TRY IT: Count the lines below that contain "bottom". Answer with the number alone.

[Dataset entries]
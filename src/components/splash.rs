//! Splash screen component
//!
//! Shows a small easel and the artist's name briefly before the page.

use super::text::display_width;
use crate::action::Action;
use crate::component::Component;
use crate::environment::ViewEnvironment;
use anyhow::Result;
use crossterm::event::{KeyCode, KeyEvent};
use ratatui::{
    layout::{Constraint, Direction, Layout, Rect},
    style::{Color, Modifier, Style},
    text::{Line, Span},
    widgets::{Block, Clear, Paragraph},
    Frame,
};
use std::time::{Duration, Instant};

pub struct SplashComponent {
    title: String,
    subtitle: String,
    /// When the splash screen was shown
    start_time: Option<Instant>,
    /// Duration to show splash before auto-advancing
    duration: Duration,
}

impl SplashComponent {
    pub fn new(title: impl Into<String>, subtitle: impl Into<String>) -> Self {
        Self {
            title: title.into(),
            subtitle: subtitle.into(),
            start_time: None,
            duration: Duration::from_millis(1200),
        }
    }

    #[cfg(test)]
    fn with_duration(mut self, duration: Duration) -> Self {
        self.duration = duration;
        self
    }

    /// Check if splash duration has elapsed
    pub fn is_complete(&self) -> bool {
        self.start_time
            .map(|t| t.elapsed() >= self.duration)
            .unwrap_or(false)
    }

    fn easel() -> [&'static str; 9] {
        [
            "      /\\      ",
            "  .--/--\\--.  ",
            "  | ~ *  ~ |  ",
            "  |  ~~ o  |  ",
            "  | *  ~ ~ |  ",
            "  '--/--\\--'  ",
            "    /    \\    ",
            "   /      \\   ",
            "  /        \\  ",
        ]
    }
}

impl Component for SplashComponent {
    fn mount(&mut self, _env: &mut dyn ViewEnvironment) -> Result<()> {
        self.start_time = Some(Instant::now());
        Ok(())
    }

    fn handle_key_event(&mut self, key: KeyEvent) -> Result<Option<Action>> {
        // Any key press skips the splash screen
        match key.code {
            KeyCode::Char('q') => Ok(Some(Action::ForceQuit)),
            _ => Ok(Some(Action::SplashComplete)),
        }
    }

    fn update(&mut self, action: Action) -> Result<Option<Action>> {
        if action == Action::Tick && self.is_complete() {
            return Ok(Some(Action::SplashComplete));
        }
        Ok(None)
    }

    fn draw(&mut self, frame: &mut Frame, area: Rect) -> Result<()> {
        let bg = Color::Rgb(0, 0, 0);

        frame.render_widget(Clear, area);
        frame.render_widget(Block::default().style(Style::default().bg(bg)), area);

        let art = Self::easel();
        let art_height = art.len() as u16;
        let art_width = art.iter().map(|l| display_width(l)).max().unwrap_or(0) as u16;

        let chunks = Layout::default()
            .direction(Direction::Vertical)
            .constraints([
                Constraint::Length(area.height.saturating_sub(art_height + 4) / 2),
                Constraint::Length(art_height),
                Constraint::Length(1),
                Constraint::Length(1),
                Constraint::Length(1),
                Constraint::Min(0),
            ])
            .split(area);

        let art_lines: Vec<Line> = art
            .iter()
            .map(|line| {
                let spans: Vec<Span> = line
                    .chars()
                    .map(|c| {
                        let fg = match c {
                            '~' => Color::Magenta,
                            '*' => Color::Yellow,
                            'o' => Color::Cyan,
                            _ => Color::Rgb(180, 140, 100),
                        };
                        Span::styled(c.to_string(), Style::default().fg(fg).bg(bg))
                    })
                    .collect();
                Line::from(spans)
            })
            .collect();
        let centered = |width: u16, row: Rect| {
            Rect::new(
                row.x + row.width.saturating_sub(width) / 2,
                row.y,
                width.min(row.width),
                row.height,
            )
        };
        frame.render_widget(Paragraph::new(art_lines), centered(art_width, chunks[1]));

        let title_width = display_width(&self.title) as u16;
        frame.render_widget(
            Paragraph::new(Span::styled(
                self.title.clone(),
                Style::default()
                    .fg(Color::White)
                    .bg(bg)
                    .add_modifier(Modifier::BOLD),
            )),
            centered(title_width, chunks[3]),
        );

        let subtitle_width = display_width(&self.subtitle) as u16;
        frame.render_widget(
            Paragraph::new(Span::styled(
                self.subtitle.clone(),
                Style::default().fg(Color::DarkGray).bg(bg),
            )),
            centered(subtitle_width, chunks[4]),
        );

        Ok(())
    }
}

...

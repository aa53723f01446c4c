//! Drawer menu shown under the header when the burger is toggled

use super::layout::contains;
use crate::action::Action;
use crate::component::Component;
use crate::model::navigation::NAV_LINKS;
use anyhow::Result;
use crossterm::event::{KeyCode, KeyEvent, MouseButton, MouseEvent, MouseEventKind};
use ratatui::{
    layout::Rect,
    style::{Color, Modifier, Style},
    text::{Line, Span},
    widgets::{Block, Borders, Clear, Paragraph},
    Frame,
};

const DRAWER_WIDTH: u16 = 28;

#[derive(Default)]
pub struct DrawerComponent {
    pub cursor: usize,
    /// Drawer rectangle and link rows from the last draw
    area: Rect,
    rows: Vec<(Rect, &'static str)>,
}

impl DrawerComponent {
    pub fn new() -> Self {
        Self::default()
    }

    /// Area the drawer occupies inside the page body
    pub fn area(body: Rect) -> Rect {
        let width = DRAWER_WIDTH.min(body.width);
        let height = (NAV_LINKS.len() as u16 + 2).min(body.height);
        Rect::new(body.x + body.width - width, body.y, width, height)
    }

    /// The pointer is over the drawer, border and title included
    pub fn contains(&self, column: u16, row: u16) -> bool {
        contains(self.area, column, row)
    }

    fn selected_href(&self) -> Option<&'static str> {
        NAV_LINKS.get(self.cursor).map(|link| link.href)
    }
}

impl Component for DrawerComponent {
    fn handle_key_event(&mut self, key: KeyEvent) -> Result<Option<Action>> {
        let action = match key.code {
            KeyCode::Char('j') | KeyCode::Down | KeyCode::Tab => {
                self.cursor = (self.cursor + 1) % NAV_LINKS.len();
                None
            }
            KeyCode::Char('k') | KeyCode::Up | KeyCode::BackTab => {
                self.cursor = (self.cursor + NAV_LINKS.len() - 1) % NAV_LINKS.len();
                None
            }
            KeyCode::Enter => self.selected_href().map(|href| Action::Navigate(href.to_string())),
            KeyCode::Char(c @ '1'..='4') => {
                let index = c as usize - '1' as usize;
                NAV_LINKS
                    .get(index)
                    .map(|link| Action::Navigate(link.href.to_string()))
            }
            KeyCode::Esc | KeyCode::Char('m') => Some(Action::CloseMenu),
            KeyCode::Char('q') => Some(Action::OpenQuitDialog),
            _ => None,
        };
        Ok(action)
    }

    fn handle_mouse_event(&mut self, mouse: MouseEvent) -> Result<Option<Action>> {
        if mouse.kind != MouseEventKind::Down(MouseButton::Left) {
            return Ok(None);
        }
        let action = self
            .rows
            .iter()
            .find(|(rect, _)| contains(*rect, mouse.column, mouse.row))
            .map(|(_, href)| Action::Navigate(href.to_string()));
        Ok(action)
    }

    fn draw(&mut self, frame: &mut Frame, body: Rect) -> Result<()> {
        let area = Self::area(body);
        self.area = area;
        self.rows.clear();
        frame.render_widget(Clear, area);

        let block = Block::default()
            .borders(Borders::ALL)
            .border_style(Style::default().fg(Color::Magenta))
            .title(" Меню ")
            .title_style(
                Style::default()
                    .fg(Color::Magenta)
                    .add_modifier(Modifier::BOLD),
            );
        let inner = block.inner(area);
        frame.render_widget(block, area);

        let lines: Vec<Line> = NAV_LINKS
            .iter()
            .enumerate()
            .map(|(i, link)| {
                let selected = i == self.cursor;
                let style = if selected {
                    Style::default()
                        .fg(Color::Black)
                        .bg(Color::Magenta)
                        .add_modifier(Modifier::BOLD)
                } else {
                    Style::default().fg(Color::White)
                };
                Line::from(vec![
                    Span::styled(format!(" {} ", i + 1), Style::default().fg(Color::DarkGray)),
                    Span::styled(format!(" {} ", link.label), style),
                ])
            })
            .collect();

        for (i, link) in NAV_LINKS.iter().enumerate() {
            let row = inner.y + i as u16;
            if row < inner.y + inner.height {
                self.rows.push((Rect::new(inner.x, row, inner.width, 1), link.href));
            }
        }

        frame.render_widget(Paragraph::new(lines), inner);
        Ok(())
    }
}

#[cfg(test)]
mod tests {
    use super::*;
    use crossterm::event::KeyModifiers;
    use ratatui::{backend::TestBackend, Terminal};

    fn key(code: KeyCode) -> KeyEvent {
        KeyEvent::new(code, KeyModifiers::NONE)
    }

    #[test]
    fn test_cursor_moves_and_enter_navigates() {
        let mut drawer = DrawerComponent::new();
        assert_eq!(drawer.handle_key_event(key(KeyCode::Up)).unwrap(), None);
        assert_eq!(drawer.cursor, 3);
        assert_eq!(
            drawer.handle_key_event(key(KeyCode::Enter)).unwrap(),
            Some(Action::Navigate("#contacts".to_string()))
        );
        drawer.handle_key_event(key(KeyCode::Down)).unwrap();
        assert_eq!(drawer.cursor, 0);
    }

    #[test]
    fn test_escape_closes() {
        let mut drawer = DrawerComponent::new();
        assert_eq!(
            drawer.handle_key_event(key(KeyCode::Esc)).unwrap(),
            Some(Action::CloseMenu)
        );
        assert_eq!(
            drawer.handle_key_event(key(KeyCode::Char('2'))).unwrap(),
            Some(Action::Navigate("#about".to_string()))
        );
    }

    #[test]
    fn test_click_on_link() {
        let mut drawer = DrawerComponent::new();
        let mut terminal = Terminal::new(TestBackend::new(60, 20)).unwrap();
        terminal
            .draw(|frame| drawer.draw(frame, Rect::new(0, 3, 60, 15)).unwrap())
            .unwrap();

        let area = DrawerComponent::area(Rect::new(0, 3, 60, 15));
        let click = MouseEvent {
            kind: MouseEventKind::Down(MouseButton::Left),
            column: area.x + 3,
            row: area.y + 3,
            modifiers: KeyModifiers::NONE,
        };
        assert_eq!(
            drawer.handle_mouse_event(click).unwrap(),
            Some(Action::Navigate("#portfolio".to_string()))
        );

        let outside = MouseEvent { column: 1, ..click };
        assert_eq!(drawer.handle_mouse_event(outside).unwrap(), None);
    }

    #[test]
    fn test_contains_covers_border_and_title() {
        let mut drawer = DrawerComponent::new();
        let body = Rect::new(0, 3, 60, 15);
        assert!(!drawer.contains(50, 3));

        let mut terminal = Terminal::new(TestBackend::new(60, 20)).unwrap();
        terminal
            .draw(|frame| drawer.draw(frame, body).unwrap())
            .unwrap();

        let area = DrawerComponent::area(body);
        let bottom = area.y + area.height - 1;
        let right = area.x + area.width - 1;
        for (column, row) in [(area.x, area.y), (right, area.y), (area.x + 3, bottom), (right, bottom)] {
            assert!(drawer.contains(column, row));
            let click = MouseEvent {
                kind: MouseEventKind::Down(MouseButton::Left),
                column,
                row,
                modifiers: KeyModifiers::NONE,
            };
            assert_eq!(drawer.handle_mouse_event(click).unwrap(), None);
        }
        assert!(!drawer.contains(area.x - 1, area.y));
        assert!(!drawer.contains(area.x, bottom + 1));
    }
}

ANSWER TO THIS EXERCISE: 3